PROBLEM STATEMENT:
Pull every line containing "source" out of the material below.

INFORMATION GIVEN:
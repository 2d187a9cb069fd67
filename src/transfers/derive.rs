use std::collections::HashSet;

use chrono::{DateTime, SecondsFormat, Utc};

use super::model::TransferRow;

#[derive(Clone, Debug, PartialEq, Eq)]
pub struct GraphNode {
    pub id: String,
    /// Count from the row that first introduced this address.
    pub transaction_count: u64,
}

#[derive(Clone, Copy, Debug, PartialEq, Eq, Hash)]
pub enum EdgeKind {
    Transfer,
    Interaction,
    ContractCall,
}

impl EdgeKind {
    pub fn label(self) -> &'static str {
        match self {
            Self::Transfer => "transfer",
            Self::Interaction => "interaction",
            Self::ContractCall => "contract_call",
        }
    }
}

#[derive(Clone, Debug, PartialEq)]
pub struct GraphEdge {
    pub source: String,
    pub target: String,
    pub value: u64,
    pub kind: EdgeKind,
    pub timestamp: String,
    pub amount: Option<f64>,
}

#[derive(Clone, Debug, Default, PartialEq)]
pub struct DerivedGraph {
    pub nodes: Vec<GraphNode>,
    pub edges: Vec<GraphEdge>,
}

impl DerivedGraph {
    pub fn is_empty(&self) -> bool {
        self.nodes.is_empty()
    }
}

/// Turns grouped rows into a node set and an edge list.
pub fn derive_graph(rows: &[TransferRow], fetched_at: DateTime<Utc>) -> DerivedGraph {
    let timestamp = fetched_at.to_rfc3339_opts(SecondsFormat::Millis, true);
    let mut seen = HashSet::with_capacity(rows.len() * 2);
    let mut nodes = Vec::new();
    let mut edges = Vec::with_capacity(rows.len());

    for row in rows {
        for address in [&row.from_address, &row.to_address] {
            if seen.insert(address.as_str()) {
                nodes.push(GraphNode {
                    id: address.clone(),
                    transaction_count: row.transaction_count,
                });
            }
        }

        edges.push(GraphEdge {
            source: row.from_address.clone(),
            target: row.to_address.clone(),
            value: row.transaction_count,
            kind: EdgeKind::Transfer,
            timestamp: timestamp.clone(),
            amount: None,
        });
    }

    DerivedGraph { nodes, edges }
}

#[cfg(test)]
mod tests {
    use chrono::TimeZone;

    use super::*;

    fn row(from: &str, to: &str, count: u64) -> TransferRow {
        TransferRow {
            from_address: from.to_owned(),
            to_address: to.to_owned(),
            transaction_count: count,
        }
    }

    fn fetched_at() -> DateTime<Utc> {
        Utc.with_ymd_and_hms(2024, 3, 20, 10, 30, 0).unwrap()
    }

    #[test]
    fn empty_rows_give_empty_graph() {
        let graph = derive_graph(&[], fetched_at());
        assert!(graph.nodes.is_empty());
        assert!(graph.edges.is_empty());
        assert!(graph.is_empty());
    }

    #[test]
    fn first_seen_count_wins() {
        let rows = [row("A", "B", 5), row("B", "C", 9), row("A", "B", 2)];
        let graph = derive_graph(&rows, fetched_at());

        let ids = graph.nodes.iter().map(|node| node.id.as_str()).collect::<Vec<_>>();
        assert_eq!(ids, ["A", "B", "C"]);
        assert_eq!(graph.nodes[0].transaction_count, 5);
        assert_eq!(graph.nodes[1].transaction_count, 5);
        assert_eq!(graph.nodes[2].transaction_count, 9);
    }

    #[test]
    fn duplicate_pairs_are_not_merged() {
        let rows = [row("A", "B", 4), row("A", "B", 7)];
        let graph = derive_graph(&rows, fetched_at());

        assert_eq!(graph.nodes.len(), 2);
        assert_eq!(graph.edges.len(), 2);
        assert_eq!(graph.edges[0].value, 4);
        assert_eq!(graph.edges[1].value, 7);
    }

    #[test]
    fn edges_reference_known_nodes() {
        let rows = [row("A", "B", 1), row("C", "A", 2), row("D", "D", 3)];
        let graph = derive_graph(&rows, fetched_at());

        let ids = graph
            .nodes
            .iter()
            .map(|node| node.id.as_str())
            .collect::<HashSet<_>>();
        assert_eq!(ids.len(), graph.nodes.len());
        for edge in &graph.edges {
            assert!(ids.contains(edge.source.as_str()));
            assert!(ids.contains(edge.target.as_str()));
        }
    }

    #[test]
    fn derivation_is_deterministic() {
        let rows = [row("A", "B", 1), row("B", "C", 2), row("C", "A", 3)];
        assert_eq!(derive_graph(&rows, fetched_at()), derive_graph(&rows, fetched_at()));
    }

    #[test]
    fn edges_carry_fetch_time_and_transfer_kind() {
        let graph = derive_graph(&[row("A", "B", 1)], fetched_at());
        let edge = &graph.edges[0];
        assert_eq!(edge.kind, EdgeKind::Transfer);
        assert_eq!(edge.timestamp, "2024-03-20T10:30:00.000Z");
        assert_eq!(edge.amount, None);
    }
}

SOLUTION TO THIS EXERCISE:
    pub source: String,
            source: row.from_address.clone(),
            assert!(ids.contains(edge.source.as_str()));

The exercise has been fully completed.